━━━━━ ENTRIES SUPPLIED

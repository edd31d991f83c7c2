//! Flat parameters to typed facility configuration.

use serde::Deserialize;
use serde_yaml::Value;
use tracing::{debug, warn};

use crate::geometry::FacilityGeometry;
use crate::params::{Params, value_to_f64};
use crate::{ProjectError, ProjectResult};
use gp_components::{
    DiaphragmModel, DriverConfig, ExpandTo, NozzleConfig, ReflectedMach, RuptureCondition,
    TestSectionConfig, TubeConfig, TubeExit, TubeMode,
};
use gp_core::units::{k, m, mps, pa};
use gp_core::{StageField, StageRole};
use gp_gas::{Composition, Gas, GasModel, PerfectGasModel, Species};
use gp_path::{FacilityConfig, FacilityFlags, FacilityType, Mode};
use gp_solver::{GuessValue, SecantConfig, ShockSpeedGuesses, StageRef};

const TEMPERATURE_ALIASES: &[&str] = &["T_0"];
const PRESSURE_ALIASES: &[&str] = &["p_0"];

/// Parameter names of one tube.
struct TubeKeys {
    role: StageRole,
    gas: &'static str,
    p_fill: &'static str,
    t_fill: &'static str,
    /// Prefix of the shock speed parameters (`vs1`, `vs1_guess_1`, ...).
    speed: &'static str,
}

const SECONDARY_DRIVER: TubeKeys = TubeKeys {
    role: StageRole::SecondaryDriver,
    gas: "secondary_driver_gas",
    p_fill: "psd1",
    t_fill: "Tsd1",
    speed: "vsd",
};

const SHOCK_TUBE: TubeKeys = TubeKeys {
    role: StageRole::ShockTube,
    gas: "test_gas",
    p_fill: "p1",
    t_fill: "T1",
    speed: "vs1",
};

const ACCELERATION_TUBE: TubeKeys = TubeKeys {
    role: StageRole::AccelerationTube,
    gas: "accelerator_gas",
    p_fill: "p5",
    t_fill: "T5",
    speed: "vs2",
};

/// Build the typed configuration from merged parameters.
pub fn facility_config(
    params: &Params,
    geometry: Option<&FacilityGeometry>,
) -> ProjectResult<FacilityConfig> {
    let mode = params
        .require_str("mode")?
        .parse::<Mode>()
        .map_err(|e| ProjectError::invalid("mode", e.to_string()))?;
    let flags = flags(params, geometry)?;
    debug!(
        facility = %flags.facility_type,
        secondary_driver = flags.secondary_driver,
        nozzle = flags.nozzle,
        %mode,
        "converting condition"
    );

    let secondary_driver = if flags.secondary_driver {
        Some(tube(params, &SECONDARY_DRIVER, mode, geometry)?)
    } else {
        None
    };
    let acceleration_tube = if flags.facility_type == FacilityType::ExpansionTube {
        Some(tube(params, &ACCELERATION_TUBE, mode, geometry)?)
    } else {
        None
    };
    let nozzle = if flags.nozzle {
        Some(nozzle(params, geometry)?)
    } else {
        None
    };

    let config = FacilityConfig {
        flags,
        mode,
        driver: driver(params)?,
        primary_diaphragm: diaphragm(params, "primary_diaphragm")?,
        secondary_driver,
        secondary_diaphragm: diaphragm(params, "secondary_diaphragm")?,
        shock_tube: tube(params, &SHOCK_TUBE, mode, geometry)?,
        tertiary_diaphragm: diaphragm(params, "tertiary_diaphragm")?,
        acceleration_tube,
        nozzle,
        test_section: TestSectionConfig {
            wedge_angle_degrees: params.f64("wedge_angle_degrees")?,
            cone_half_angle_degrees: params.f64("cone_half_angle_degrees")?,
        },
    };
    config.validate()?;
    Ok(config)
}
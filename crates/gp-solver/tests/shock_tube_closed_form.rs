//! Secant solver + unsteady expansion against the ideal shock tube relation.

use gp_core::units::{k, mps, pa};
use gp_gas::{Gas, GasModel, GasState, PerfectGasModel, Species};
use gp_solver::{
    ExpansionTarget, SecantConfig, ShockSpeedSolver, SolverResult, UnsteadyExpansionIntegrator,
};

/// p4/p1 as a function of shock Mach number for a shock tube.
fn p4_over_p1(ms: f64, g1: f64, g4: f64, a1_over_a4: f64) -> f64 {
    let p21 = 1.0 + 2.0 * g1 / (g1 + 1.0) * (ms * ms - 1.0);
    let term = (g4 - 1.0) * a1_over_a4 * (p21 - 1.0)
        / (2.0 * g1 * (2.0 * g1 + (g1 + 1.0) * (p21 - 1.0))).sqrt();
    p21 * (1.0 - term).powf(-2.0 * g4 / (g4 - 1.0))
}

fn closed_form_mach(ratio: f64, g1: f64, g4: f64, a1_over_a4: f64) -> f64 {
    let (mut lo, mut hi) = (1.0001, 10.0);
    for _ in 0..200 {
        let mid = 0.5 * (lo + hi);
        if p4_over_p1(mid, g1, g4, a1_over_a4) < ratio {
            lo = mid;
        } else {
            hi = mid;
        }
    }
    0.5 * (lo + hi)
}

fn residual(
    model: &PerfectGasModel,
    fill: &GasState,
    driver: &GasState,
    vs: f64,
) -> SolverResult<f64> {
    let jump = model.shock_jump(fill, mps(vs))?;
    let u2 = vs - jump.w2.value;
    let expanded = UnsteadyExpansionIntegrator::default().expand(
        model,
        driver,
        ExpansionTarget::Pressure(jump.state.pressure()),
    )?;
    Ok((expanded.velocity().value - u2) / u2)
}

#[test]
fn air_air_pressure_ratio_1000() {
    let model = PerfectGasModel;
    let air = Gas::pure(Species::Air);
    let driver = model.state_from_pt(pa(1.0e6), k(300.0), &air).unwrap();
    let fill = model.state_from_pt(pa(1.0e3), k(300.0), &air).unwrap();

    let solver = ShockSpeedSolver::new((800.0, 1200.0), (400.0, 10_000.0), SecantConfig::default());
    let result = solver
        .solve(|vs| residual(&model, &fill, &driver, vs))
        .unwrap();

    let a1 = fill.sound_speed().value;
    let ms = closed_form_mach(1000.0, fill.gamma(), driver.gamma(), 1.0);
    let expected = ms * a1;
    let rel = (result.root - expected).abs() / expected;
    assert!(rel < 1.0e-3, "vs = {}, expected {expected}", result.root);
}

#[test]
fn helium_driver_is_faster_than_air_driver() {
    let model = PerfectGasModel;
    let air = Gas::pure(Species::Air);
    let fill = model.state_from_pt(pa(1.0e3), k(300.0), &air).unwrap();
    let solver = ShockSpeedSolver::new((1000.0, 1500.0), (400.0, 10_000.0), SecantConfig::default());

    let mut speeds = Vec::new();
    for species in [Species::Air, Species::He] {
        let driver = model
            .state_from_pt(pa(1.0e6), k(300.0), &Gas::pure(species))
            .unwrap();
        let result = solver
            .solve(|vs| residual(&model, &fill, &driver, vs))
            .unwrap();
        speeds.push(result.root);
    }
    assert!(speeds[1] > speeds[0]);

    let he = model
        .state_from_pt(pa(1.0e6), k(300.0), &Gas::pure(Species::He))
        .unwrap();
    let ms = closed_form_mach(
        1000.0,
        fill.gamma(),
        he.gamma(),
        fill.sound_speed().value / he.sound_speed().value,
    );
    let expected = ms * fill.sound_speed().value;
    assert!((speeds[1] - expected).abs() / expected < 1.0e-3);
}
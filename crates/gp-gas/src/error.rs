//! Gas-state evaluation errors.

use thiserror::Error;

/// Result type for gas-model operations.
pub type GasResult<T> = Result<T, GasError>;

/// Errors that can occur while evaluating gas states.
#[derive(Error, Debug, Clone, PartialEq)]
pub enum GasError {
    /// Non-physical values (negative density, pressure, subsonic shock, etc.).
    #[error("Non-physical value for {what}")]
    NonPhysical { what: &'static str },

    /// Invalid argument.
    #[error("Invalid argument: {what}")]
    InvalidArg { what: &'static str },

    /// Unknown gas or species name.
    #[error("Unknown gas: {name}")]
    UnknownGas { name: String },
}
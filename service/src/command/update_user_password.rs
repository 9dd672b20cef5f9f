//! [`Command`] for updating a [`user::Password`].

use common::{
    operations::{By, Commit, Lock, Select, Transact, Transacted, Update},
    DateTime,
};
use derive_more::{Display, Error, From};
use secrecy::{ExposeSecret as _, SecretBox};
use tracerr::Traced;

#[cfg(doc)]
use crate::domain::user::Password;
use crate::{
    domain::{user, User},
    infra::{database, Database},
    Service,
};

use super::Command;

/// [`Command`] for updating a [`user::Password`] by an administrator.
#[derive(Clone, Debug)]
pub struct UpdateUserPassword {
    /// ID of the [`User`] which [`Password`] should be updated.
    pub user_id: user::Id,

    /// New [`Password`] of the [`User`].
    pub password: SecretBox<user::Password>,

    /// Repeated new [`Password`], which must be the same.
    pub confirmation: SecretBox<user::Password>,
}

impl<Db> Command<UpdateUserPassword> for Service<Db>
where
    Db: Database<Transact, Err = Traced<database::Error>>,
    Transacted<Db>: Database<
            Select<By<Option<User>, user::Id>>,
            Ok = Option<User>,
            Err = Traced<database::Error>,
        > + Database<
            Lock<By<User, user::Id>>,
            Ok = (),
            Err = Traced<database::Error>,
        > + Database<Update<User>, Ok = (), Err = Traced<database::Error>>
        + Database<Commit, Ok = (), Err = Traced<database::Error>>,
{
    type Ok = User;
    type Err = Traced<ExecutionError>;

    async fn execute(
        &self,
        cmd: UpdateUserPassword,
    ) -> Result<Self::Ok, Self::Err> {
        use ExecutionError as E;

        let UpdateUserPassword {
            user_id,
            password,
            confirmation,
        } = cmd;

        if password.expose_secret() != confirmation.expose_secret() {
            return Err(tracerr::new!(E::PasswordsMismatch));
        }

        let password_hash = user::PasswordHash::new_blocking(password)
            .await
            .map_err(tracerr::from_and_wrap!(=> E))?;

        let tx = self
            .database()
            .execute(Transact)
            .await
            .map_err(tracerr::map_from_and_wrap!(=> E))?;

        // Avoid concurrent actions upon the same `User`.
        tx.execute(Lock(By::new(user_id)))
            .await
            .map_err(tracerr::map_from_and_wrap!(=> E))?;

        let mut user = tx
            .execute(Select(By::<Option<User>, _>::new(user_id)))
            .await
            .map_err(tracerr::map_from_and_wrap!(=> E))?
            .ok_or(E::UserNotExists(user_id))
            .map_err(tracerr::wrap!())?;

        let now = DateTime::now();
        user.password_hash = password_hash;
        user.password_changed_at = now.coerce();
        user.updated_at = now.coerce();
        tx.execute(Update(user.clone()))
            .await
            .map_err(tracerr::map_from_and_wrap!(=> E))?;

        tx.execute(Commit)
            .await
            .map_err(tracerr::map_from_and_wrap!(=> E))?;

        Ok(user)
    }
}

/// Error of [`UpdateUserPassword`] [`Command`] execution.
#[derive(Debug, Display, Error, From)]
pub enum ExecutionError {
    /// [`Database`] error.
    #[display("`Database` operation failed: {_0}")]
    #[from]
    Db(database::Error),

    /// [`Password`] hashing failed.
    #[display("Failed to hash password: {_0}")]
    #[from]
    PasswordHash(user::password::HashingError),

    /// [`User`] doesn't exist.
    #[display("`User(id: {_0})` does not exist")]
    UserNotExists(#[error(not(source))] user::Id),

    /// New [`Password`] and its confirmation differ.
    #[display("Passwords do not match")]
    PasswordsMismatch,
}

#[cfg(test)]
mod spec {
    use common::operations::{By, Select};

    use crate::{
        command::fixture,
        domain::{user, User},
        infra::Database as _,
        Command as _,
    };

    use super::{ExecutionError, UpdateUserPassword};

    #[tokio::test]
    async fn rehashes_password() {
        let svc = fixture::service();
        let user =
            fixture::user(&svc, "a@b.com", "secret1", user::Role::User).await;

        let updated = svc
            .execute(UpdateUserPassword {
                user_id: user.id,
                password: fixture::secret("secret2"),
                confirmation: fixture::secret("secret2"),
            })
            .await
            .unwrap();

        assert!(updated
            .password_hash
            .verify(&user::Password::new("secret2").unwrap())
            .unwrap());
        assert!(!updated
            .password_hash
            .verify(&user::Password::new("secret1").unwrap())
            .unwrap());
        assert!(updated.password_changed_at >= user.password_changed_at);
    }

    #[tokio::test]
    async fn rejects_mismatched_confirmation() {
        let svc = fixture::service();
        let user =
            fixture::user(&svc, "a@b.com", "secret1", user::Role::User).await;

        let err = svc
            .execute(UpdateUserPassword {
                user_id: user.id,
                password: fixture::secret("secret2"),
                confirmation: fixture::secret("secret3"),
            })
            .await
            .unwrap_err()
            .into_inner();
        assert!(matches!(err, ExecutionError::PasswordsMismatch));

        let stored = svc
            .database()
            .execute(Select(By::<Option<User>, _>::new(user.id)))
            .await
            .unwrap()
            .unwrap();
        assert_eq!(stored.password_hash, user.password_hash);
    }

    #[tokio::test]
    async fn fails_for_unknown_user() {
        let svc = fixture::service();

        let err = svc
            .execute(UpdateUserPassword {
                user_id: user::Id::new(),
                password: fixture::secret("secret2"),
                confirmation: fixture::secret("secret2"),
            })
            .await
            .unwrap_err()
            .into_inner();

        assert!(matches!(err, ExecutionError::UserNotExists(_)));
    }
}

━━━━━━━━━━

WHAT TO WORK ON:
Return only those lines of the records that contain the string "UnsteadyExpansionIntegrator".

RESPONSE TO THE TASK:
    ExpansionTarget, SecantConfig, ShockSpeedSolver, SolverResult, UnsteadyExpansionIntegrator,
    let expanded = UnsteadyExpansionIntegrator::default().expand(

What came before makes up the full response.